*** DATA FOR PROCESSING ***

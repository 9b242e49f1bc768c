//! Host page bridge
//!
//! Reads host events as JSON lines, feeds them to the page controller and
//! writes one JSON frame per batch of display instructions. Flip reveals are
//! scheduled as timer tasks that hand their ticket back over a channel, so
//! the page itself is only ever touched from this loop.

use anyhow::{Context, Result};
use serde::Serialize;
use shared::errors::ServiceError;
use tokio::io::{AsyncBufRead, AsyncBufReadExt, AsyncWrite, AsyncWriteExt};
use tokio::sync::mpsc;
use tokio::time::sleep;
use tracing::{debug, error, info, warn, Level};
use widgets::{DisplayInstruction, HostEvent, Page, PendingFlip};

/// One line written back to the host
#[derive(Debug, Serialize)]
#[serde(rename_all = "snake_case")]
pub enum Frame<'a> {
    Render(&'a [DisplayInstruction]),
    Error(&'a ServiceError),
}

pub struct Bridge<W> {
    page: Page,
    writer: W,
    completions_tx: mpsc::UnboundedSender<PendingFlip>,
    completions_rx: mpsc::UnboundedReceiver<PendingFlip>,
    in_flight: usize,
}

impl<W: AsyncWrite + Unpin> Bridge<W> {
    pub fn new(page: Page, writer: W) -> Self {
        let (completions_tx, completions_rx) = mpsc::unbounded_channel();
        Self {
            page,
            writer,
            completions_tx,
            completions_rx,
            in_flight: 0,
        }
    }

    /// Run until the input closes and every scheduled flip has been revealed
    pub async fn run<R: AsyncBufRead + Unpin>(mut self, reader: R) -> Result<W> {
        let initial = self.page.initial_render();
        self.write_frame(&Frame::Render(&initial)).await?;

        let mut lines = reader.lines();
        let mut input_open = true;

        info!("Bridge ready for host events");

        loop {
            if !input_open && self.in_flight == 0 {
                break;
            }

            tokio::select! {
                line = lines.next_line(), if input_open => {
                    match line.context("Failed to read host event")? {
                        Some(line) => self.handle_line(&line).await?,
                        None => {
                            debug!(in_flight = self.in_flight, "Host input closed");
                            input_open = false;
                        }
                    }
                }
                Some(flip) = self.completions_rx.recv() => {
                    self.in_flight -= 1;
                    let instructions = self.page.complete_flip(&flip);
                    if !instructions.is_empty() {
                        self.write_frame(&Frame::Render(&instructions)).await?;
                    }
                }
            }
        }

        info!("Bridge stopped");
        Ok(self.writer)
    }

    async fn handle_line(&mut self, line: &str) -> Result<()> {
        if line.trim().is_empty() {
            return Ok(());
        }

        let output = match HostEvent::parse(line).and_then(|event| self.page.handle(event)) {
            Ok(output) => output,
            Err(service_error) => {
                log_service_error(&service_error);
                return self.write_frame(&Frame::Error(&service_error)).await;
            }
        };

        if let Some(flip) = output.scheduled_flip {
            self.schedule(flip);
        }
        if !output.instructions.is_empty() {
            self.write_frame(&Frame::Render(&output.instructions)).await?;
        }
        Ok(())
    }

    fn schedule(&mut self, flip: PendingFlip) {
        self.in_flight += 1;
        let tx = self.completions_tx.clone();
        tokio::spawn(async move {
            sleep(flip.delay()).await;
            // Receiver lives as long as the bridge; a closed channel means shutdown
            let _ = tx.send(flip);
        });
    }

    async fn write_frame(&mut self, frame: &Frame<'_>) -> Result<()> {
        let mut line = serde_json::to_vec(frame).map_err(ServiceError::serialization_error)?;
        line.push(b'\n');
        self.writer
            .write_all(&line)
            .await
            .context("Failed to write frame to host")?;
        self.writer.flush().await.context("Failed to flush host output")?;
        Ok(())
    }
}

fn severity(service_error: &ServiceError) -> Level {
    service_error.category.log_level().parse().unwrap_or(Level::ERROR)
}

fn log_service_error(service_error: &ServiceError) {
    let level = severity(service_error);
    if level >= Level::DEBUG {
        debug!(error = %service_error, "Event ignored");
    } else if level >= Level::WARN {
        warn!(error = %service_error, "Event rejected");
    } else {
        error!(error = %service_error, "Event failed");
    }
}
//! Page controller
//!
//! Owns one controller per widget and routes host events to them. Each
//! handled event yields the display instructions for the widget it touched;
//! a flip additionally yields the ticket the caller must complete once the
//! animation delay has passed.

use std::time::Duration;

use shared::elements::*;
use shared::errors::ServiceError;
use shared::{Panel, Range, FLIP_ANIMATION_MS, MAX_FLIP_HISTORY};
use tracing::{debug, info};

use crate::coin_flip::{CoinFlipEngine, PendingFlip};
use crate::events::HostEvent;
use crate::name_picker::NamePicker;
use crate::navigation::Navigation;
use crate::random::RandomSource;
use crate::range_randomizer::RangeRandomizer;
use crate::render::{self, DisplayInstruction};

#[derive(Debug, Clone)]
pub struct PageOptions {
    pub flip_delay: Duration,
    pub history_limit: usize,
    pub default_range: Range,
    pub initial_panel: Panel,
}

impl Default for PageOptions {
    fn default() -> Self {
        Self {
            flip_delay: Duration::from_millis(FLIP_ANIMATION_MS),
            history_limit: MAX_FLIP_HISTORY,
            default_range: Range::default(),
            initial_panel: Panel::default(),
        }
    }
}

#[derive(Debug, Default)]
pub struct PageOutput {
    pub instructions: Vec<DisplayInstruction>,
    /// Set when the event started a flip
    pub scheduled_flip: Option<PendingFlip>,
}

impl PageOutput {
    fn render(instructions: Vec<DisplayInstruction>) -> Self {
        Self {
            instructions,
            scheduled_flip: None,
        }
    }
}

pub struct Page {
    navigation: Navigation,
    numbers: RangeRandomizer,
    coin: CoinFlipEngine,
    names: NamePicker,
    rng: Box<dyn RandomSource + Send>,
}

impl Page {
    pub fn new(options: PageOptions, rng: Box<dyn RandomSource + Send>) -> Self {
        Self {
            navigation: Navigation::new(options.initial_panel),
            numbers: RangeRandomizer::new(options.default_range),
            coin: CoinFlipEngine::new(options.flip_delay, options.history_limit),
            names: NamePicker::new(),
            rng,
        }
    }

    /// Full render of every widget, applied once at load
    pub fn initial_render(&self) -> Vec<DisplayInstruction> {
        let mut instructions = render::render_navigation(&self.navigation);
        instructions.extend(render::render_number_generator(&self.numbers));
        instructions.extend(render::render_coin(&self.coin));
        instructions.extend(render::render_flip_history(&self.coin));
        instructions.extend(render::render_name_picker(&self.names));
        instructions
    }

    pub fn handle(&mut self, event: HostEvent) -> Result<PageOutput, ServiceError> {
        debug!(?event, "Handling host event");
        match event {
            HostEvent::Click { target } => self.handle_click(&target),
            HostEvent::Input { target, value } => self.handle_input(&target, value),
        }
    }

    fn handle_click(&mut self, target: &str) -> Result<PageOutput, ServiceError> {
        if let Some(panel) = Panel::from_trigger(target) {
            self.navigation.activate(panel);
            return Ok(PageOutput::render(render::render_navigation(&self.navigation)));
        }

        let output = match target {
            GENERATE_BUTTON => {
                // Failures are shown inline through the rendered error line
                let _ = self.numbers.generate(&mut *self.rng);
                PageOutput::render(render::render_number_result(&self.numbers))
            }
            CLEAR_NUMBER_BUTTON => {
                self.numbers.reset();
                PageOutput::render(render::render_number_generator(&self.numbers))
            }
            FLIP_BUTTON => match self.coin.request_flip(&mut *self.rng) {
                Some(flip) => PageOutput {
                    instructions: render::render_coin(&self.coin),
                    scheduled_flip: Some(flip),
                },
                None => PageOutput::default(),
            },
            RESET_HISTORY_BUTTON => {
                self.coin.reset_history();
                PageOutput::render(render::render_flip_history(&self.coin))
            }
            PICK_NAME_BUTTON => {
                self.names.pick(&mut *self.rng);
                PageOutput::render(render::render_name_results(&self.names))
            }
            CLEAR_NAME_BUTTON => {
                self.names.clear();
                PageOutput::render(render::render_name_picker(&self.names))
            }
            other => return Err(ServiceError::unknown_target(other)),
        };
        Ok(output)
    }

    fn handle_input(&mut self, target: &str, value: String) -> Result<PageOutput, ServiceError> {
        match target {
            MIN_INPUT => {
                self.numbers.set_min_input(value);
                Ok(PageOutput::default())
            }
            MAX_INPUT => {
                self.numbers.set_max_input(value);
                Ok(PageOutput::default())
            }
            NAME_LIST => {
                self.names.set_text(value);
                Ok(PageOutput::render(render::render_name_count(&self.names)))
            }
            other => Err(ServiceError::unknown_target(other)),
        }
    }

    /// Reveal a flip scheduled by an earlier event.
    ///
    /// Returns no instructions when the ticket is not the in-flight flip.
    pub fn complete_flip(&mut self, flip: &PendingFlip) -> Vec<DisplayInstruction> {
        match self.coin.complete(flip) {
            Some(outcome) => {
                info!(flip_id = flip.id(), %outcome, "Reveal rendered");
                let mut instructions = render::render_coin(&self.coin);
                instructions.extend(render::render_flip_history(&self.coin));
                instructions
            }
            None => Vec::new(),
        }
    }

    pub fn navigation(&self) -> &Navigation {
        &self.navigation
    }

    pub fn numbers(&self) -> &RangeRandomizer {
        &self.numbers
    }

    pub fn coin(&self) -> &CoinFlipEngine {
        &self.coin
    }

    pub fn names(&self) -> &NamePicker {
        &self.names
    }
}

#[cfg(test)]
mod tests {
    use super::*;
    use crate::random::ScriptedRandom;
    use shared::errors::ErrorCategory;

    fn page_with(rng: ScriptedRandom) -> Page {
        Page::new(PageOptions::default(), Box::new(rng))
    }

    #[test]
    fn test_initial_render_covers_every_widget() {
        let page = page_with(ScriptedRandom::new());
        let instructions = page.initial_render();

        for element in [
            "number-panel",
            MIN_INPUT,
            NUMBER_RESULT,
            FLIP_BUTTON,
            COIN_RESULT,
            FLIP_HISTORY,
            NAME_LIST,
            NAME_COUNT,
            PREVIOUS_NAME_RESULT,
        ] {
            assert!(
                instructions.iter().any(|i| i.element() == element),
                "missing {}",
                element
            );
        }
    }

    #[test]
    fn test_nav_click_switches_panel() {
        let mut page = page_with(ScriptedRandom::new());
        let output = page.handle(HostEvent::click("nav-name")).unwrap();

        assert_eq!(page.navigation().active(), Panel::Names);
        assert!(output
            .instructions
            .contains(&DisplayInstruction::toggle_class("name-panel", "active", true)));
        assert!(output.scheduled_flip.is_none());
    }

    #[test]
    fn test_number_inputs_feed_generate() {
        let mut page = page_with(ScriptedRandom::new().with_numbers([15]));
        page.handle(HostEvent::input(MIN_INPUT, "10")).unwrap();
        page.handle(HostEvent::input(MAX_INPUT, "20")).unwrap();

        let output = page.handle(HostEvent::click(GENERATE_BUTTON)).unwrap();
        assert_eq!(page.numbers().result(), Some(15));
        assert!(output
            .instructions
            .contains(&DisplayInstruction::set_text(NUMBER_RESULT, "15")));
    }

    #[test]
    fn test_flip_schedules_once() {
        let mut page = page_with(ScriptedRandom::new().with_bools([true, false]));

        let first = page.handle(HostEvent::click(FLIP_BUTTON)).unwrap();
        let flip = first.scheduled_flip.expect("flip scheduled");
        assert_eq!(flip.delay(), Duration::from_millis(1000));

        let second = page.handle(HostEvent::click(FLIP_BUTTON)).unwrap();
        assert!(second.scheduled_flip.is_none());
        assert!(second.instructions.is_empty());

        let reveal = page.complete_flip(&flip);
        assert!(reveal.contains(&DisplayInstruction::set_text(COIN_RESULT, "Heads")));
        assert_eq!(page.coin().history_len(), 1);
        assert!(page.complete_flip(&flip).is_empty());
    }

    #[test]
    fn test_name_input_updates_live_count() {
        let mut page = page_with(ScriptedRandom::new());
        let output = page
            .handle(HostEvent::input(NAME_LIST, "Alice, Bob\nCarol,, Dan"))
            .unwrap();
        assert_eq!(
            output.instructions,
            vec![DisplayInstruction::set_text(NAME_COUNT, "4")]
        );
    }

    #[test]
    fn test_unknown_targets_are_rejected() {
        let mut page = page_with(ScriptedRandom::new());

        let error = page.handle(HostEvent::click("self-destruct")).unwrap_err();
        assert_eq!(error.category, ErrorCategory::NotFound);

        let error = page
            .handle(HostEvent::input(GENERATE_BUTTON, "x"))
            .unwrap_err();
        assert_eq!(error.code, "NOT_FOUND_TARGET");
    }
}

*** End of DATA FOR PROCESSING ***

*REQUIREMENT*:
Wherever a line of the data holds "active", copy that line.

*ANSWER BOX*:
        assert_eq!(page.navigation().active(), Panel::Names);
            .contains(&DisplayInstruction::toggle_class("name-panel", "active", true)));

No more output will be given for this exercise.